I have a question about survival modeling with brms. Is there any standard way, e.g., some function or algorithm, to evaluate the discrimination and calibration of brms survival models, analogous to the frequentist models? For example, for frequestist survival models I can calculate a bootstrapped c-index and also plot calibration . How do bayesians do this?
Sorry, don’t have time to answer this, but maybe @sakrejda is not busy and can answer?
Maybe also @sambrilleman and @ermeel can chime in?
In rstanarm (see rstanarm::ps_check
) we have simple method for checking calibration that is based on plotting the predicted survival curve against the Kaplan-Meier (observed survival curve), possibly stratified by covariate profile(s). I don’t know if that is possible in brms or not; it would depend on what kind of predicted survival probabilities you can get out of brms.
In our StanCon 2019 notebook, @ermeel showed how to calculate RMST and a time-dependent Brier score. It takes a little bit of manual work, but not too much. You just have to generate an array with the predicted survival probability at each MCMC draw of the parameters – if you can get that from brms then you can use the code from the notebook to get RMST and/or Brier score. The RMST can be compared to a non-parametric estimate of the RMST. The Brier score is a measure of prediction error (i.e. calibration).

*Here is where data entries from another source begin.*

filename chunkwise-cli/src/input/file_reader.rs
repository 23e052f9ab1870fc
//! Transcript loading

use crate::error::CliError;
use anyhow::{Context, Result};
use chunkwise_core::Transcript;
use std::fs;
use std::path::Path;

/// Field names that carry the cleaned text
const TEXT_KEYS: [&str; 2] = ["text", "cleaned_text"];

/// Reads transcript documents from disk
pub struct FileReader;

impl FileReader {
    /// Read a file as UTF-8 text
    pub fn read_text(path: &Path) -> Result<String> {
        if !path.exists() {
            return Err(CliError::FileNotFound(path.display().to_string()).into());
        }

        fs::read_to_string(path).with_context(|| format!("Failed to read file: {}", path.display()))
    }

    /// Read a JSON transcript
    ///
    /// When the document has no `text` (or `cleaned_text`) field at all, the
    /// text is filled from the segments joined with spaces. A present but
    /// blank text is kept as is. A missing `video_id` comes from the file stem.
    pub fn read_transcript(path: &Path) -> Result<Transcript> {
        let content = Self::read_text(path)?;
        let invalid = |e: serde_json::Error| CliError::InvalidTranscript {
            path: path.display().to_string(),
            reason: e.to_string(),
        };

        let document: serde_json::Value = serde_json::from_str(&content).map_err(invalid)?;
        let has_text = TEXT_KEYS.iter().any(|key| document.get(key).is_some());
        let mut transcript: Transcript = serde_json::from_value(document).map_err(invalid)?;

        if !has_text {
            transcript.cleaned_text = transcript
                .segments
                .iter()
                .map(|s| s.text.trim())
                .filter(|t| !t.is_empty())
                .collect::<Vec<_>>()
                .join(" ");
        }

        if transcript.video_id.is_none() {
            transcript.video_id = path
                .file_stem()
                .map(|stem| stem.to_string_lossy().into_owned());
        }

        log::debug!(
            "loaded {}: {} segments, {} bytes of text",
            path.display(),
            transcript.segments.len(),
            transcript.cleaned_text.len()
        );
        Ok(transcript)
    }
}
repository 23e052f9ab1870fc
//! Error types
//!
//! The chunking algorithms themselves never fail: every degraded condition
//! has a bounded fallback. The only errors in this crate come from building
//! a pipeline out of an invalid or unreadable configuration.

use thiserror::Error;

/// Configuration-level errors
#[derive(Error, Debug)]
pub enum ChunkwiseError {
    /// A configuration value is out of range or inconsistent
    #[error("invalid configuration: {reason}")]
    InvalidConfig {
        /// Why the configuration was rejected
        reason: String,
    },

    /// The configuration text is not valid TOML for this schema
    #[error("failed to parse configuration: {0}")]
    ConfigParse(#[from] toml::de::Error),

    /// The configuration could not be serialized back to TOML
    #[error("failed to serialize configuration: {0}")]
    ConfigSerialize(#[from] toml::ser::Error),

    /// I/O error while reading a configuration file
    #[error("I/O error: {0}")]
    Io(String),
}

impl ChunkwiseError {
    pub(crate) fn invalid(reason: impl Into<String>) -> Self {
        ChunkwiseError::InvalidConfig {
            reason: reason.into(),
        }
    }
}

impl From<std::io::Error> for ChunkwiseError {
    fn from(err: std::io::Error) -> Self {
        ChunkwiseError::Io(err.to_string())
    }
}

/// Result type for configuration operations
pub type Result<T> = std::result::Result<T, ChunkwiseError>;
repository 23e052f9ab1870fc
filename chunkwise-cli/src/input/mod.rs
//! Input handling module

pub mod file_reader;
pub mod glob_resolver;

pub use file_reader::FileReader;
pub use glob_resolver::resolve_patterns;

We’ve not yet implemented discrimination measures for survival models in rstanarm, but hopefully that can happen in the future. Again, if you can get predicted survival probabilities at each draw of the MCMC parameters then you could calculate something like AUC manually. I’ve played around with this for joint models, but not yet implemented it for standard survival models in rstanarm.
Sorry that there aren’t any convenience functions that I know of! (except ps_check
in rstanarm), but someone else may be able to point you in the right direction.
@paul.buerkner I hope you don’t mind me tagging you in here - I notice the thread does not have the brms tag. Question/Discussion above about calculating discrimination and calibration metrics for survival models iin brms. I’m interested in these questions too, so I guess I’ll pose two questions:
- Does brms have any existing functions for calculating AUC / calibration etc from survival models ?
- If not, can brms survival models be used to generate predictions for survival at some user defined follow-up time? If we have that users could implement their own version of those metrics similar to @sambrilleman 's code for joint models.
I tried to construct some discrepancy metrics for Bayesian time-to-event models to detect misspecification of my parametric model, and this was one approach I landed on. For key time points t, I compared my model-based posterior predictions to the KM estimates within subgroups of interest (i.e., control and treated). As a warning, none of the metrics I looked at were particularly sensitive to mild or moderate misspecification of the types I considered.
hi, sorry for the slow reply, in addition to seconding what @sambrilleman said (calibration against the entire K-M curve), I’ll add that the calibration as a function of time is going to be auto-correlated so the only thing I’d add is to use changes in the observed (K-M) versus modeled curve as the summaries. Survival data is not that informative so you won’t catch mild mis-specification as @lcomm points out.